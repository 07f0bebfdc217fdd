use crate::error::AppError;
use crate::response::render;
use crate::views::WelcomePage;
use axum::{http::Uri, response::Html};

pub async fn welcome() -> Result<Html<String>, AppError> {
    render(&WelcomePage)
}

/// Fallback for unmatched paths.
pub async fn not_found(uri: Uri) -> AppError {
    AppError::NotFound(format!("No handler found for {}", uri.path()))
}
-----
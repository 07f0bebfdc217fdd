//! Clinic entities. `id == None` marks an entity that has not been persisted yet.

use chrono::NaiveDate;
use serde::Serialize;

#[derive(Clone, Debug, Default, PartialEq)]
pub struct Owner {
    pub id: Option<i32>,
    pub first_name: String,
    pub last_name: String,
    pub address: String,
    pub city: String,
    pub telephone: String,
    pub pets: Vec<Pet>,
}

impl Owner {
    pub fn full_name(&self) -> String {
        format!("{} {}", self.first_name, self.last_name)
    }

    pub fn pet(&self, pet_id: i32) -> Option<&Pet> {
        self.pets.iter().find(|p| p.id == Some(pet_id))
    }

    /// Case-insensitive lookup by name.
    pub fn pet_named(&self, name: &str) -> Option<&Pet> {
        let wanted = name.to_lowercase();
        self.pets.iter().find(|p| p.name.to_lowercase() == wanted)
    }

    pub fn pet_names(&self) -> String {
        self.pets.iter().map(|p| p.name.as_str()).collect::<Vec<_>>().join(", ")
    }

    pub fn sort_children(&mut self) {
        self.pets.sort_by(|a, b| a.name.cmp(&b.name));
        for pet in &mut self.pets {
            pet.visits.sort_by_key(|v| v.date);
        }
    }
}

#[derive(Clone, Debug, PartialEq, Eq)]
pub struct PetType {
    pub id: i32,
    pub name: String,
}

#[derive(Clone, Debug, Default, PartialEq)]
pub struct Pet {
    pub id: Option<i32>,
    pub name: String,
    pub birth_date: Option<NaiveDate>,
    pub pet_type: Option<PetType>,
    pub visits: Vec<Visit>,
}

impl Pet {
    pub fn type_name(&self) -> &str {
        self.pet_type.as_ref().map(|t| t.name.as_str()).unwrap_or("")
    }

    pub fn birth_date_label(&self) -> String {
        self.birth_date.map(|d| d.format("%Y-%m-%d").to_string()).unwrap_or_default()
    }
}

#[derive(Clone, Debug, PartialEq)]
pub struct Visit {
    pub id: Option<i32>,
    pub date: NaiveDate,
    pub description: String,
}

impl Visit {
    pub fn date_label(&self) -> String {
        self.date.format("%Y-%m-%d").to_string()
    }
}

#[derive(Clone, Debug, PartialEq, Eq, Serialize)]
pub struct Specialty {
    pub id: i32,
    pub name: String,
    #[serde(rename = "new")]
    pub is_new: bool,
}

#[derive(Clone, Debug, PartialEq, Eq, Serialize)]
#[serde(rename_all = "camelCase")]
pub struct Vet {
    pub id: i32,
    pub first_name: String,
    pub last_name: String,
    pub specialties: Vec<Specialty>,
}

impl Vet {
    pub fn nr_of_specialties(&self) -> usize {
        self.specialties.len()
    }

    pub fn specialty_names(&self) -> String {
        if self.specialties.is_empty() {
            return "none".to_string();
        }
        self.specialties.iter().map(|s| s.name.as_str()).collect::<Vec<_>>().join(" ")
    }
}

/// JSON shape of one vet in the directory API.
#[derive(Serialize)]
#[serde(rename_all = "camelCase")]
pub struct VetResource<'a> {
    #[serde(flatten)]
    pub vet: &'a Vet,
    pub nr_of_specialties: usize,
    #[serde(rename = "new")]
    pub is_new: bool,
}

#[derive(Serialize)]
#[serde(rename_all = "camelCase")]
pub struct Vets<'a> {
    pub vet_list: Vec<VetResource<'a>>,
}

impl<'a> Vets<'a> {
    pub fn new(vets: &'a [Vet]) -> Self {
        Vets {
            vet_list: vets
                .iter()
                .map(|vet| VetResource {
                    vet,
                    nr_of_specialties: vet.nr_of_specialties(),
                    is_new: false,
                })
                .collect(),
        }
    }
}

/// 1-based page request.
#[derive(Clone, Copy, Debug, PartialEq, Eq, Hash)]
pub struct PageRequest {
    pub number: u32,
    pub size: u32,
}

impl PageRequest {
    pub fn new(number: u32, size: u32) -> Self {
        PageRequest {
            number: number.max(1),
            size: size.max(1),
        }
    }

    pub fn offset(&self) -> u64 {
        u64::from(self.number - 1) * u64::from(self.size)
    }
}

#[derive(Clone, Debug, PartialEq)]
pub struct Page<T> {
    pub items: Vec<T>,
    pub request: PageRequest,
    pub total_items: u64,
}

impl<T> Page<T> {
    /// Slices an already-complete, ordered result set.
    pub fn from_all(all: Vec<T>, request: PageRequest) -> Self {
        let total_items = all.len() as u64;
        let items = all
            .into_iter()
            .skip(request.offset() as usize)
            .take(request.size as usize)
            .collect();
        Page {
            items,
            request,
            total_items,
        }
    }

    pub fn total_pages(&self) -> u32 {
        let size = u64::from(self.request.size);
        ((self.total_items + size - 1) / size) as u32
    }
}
-----
-- Task brief --
Copy every line above in which the string "collect" shows up.

-- Result for this exercise --
        self.pets.iter().map(|p| p.name.as_str()).collect::<Vec<_>>().join(", ")
        self.specialties.iter().map(|s| s.name.as_str()).collect::<Vec<_>>().join(" ")
                .collect(),
            .collect();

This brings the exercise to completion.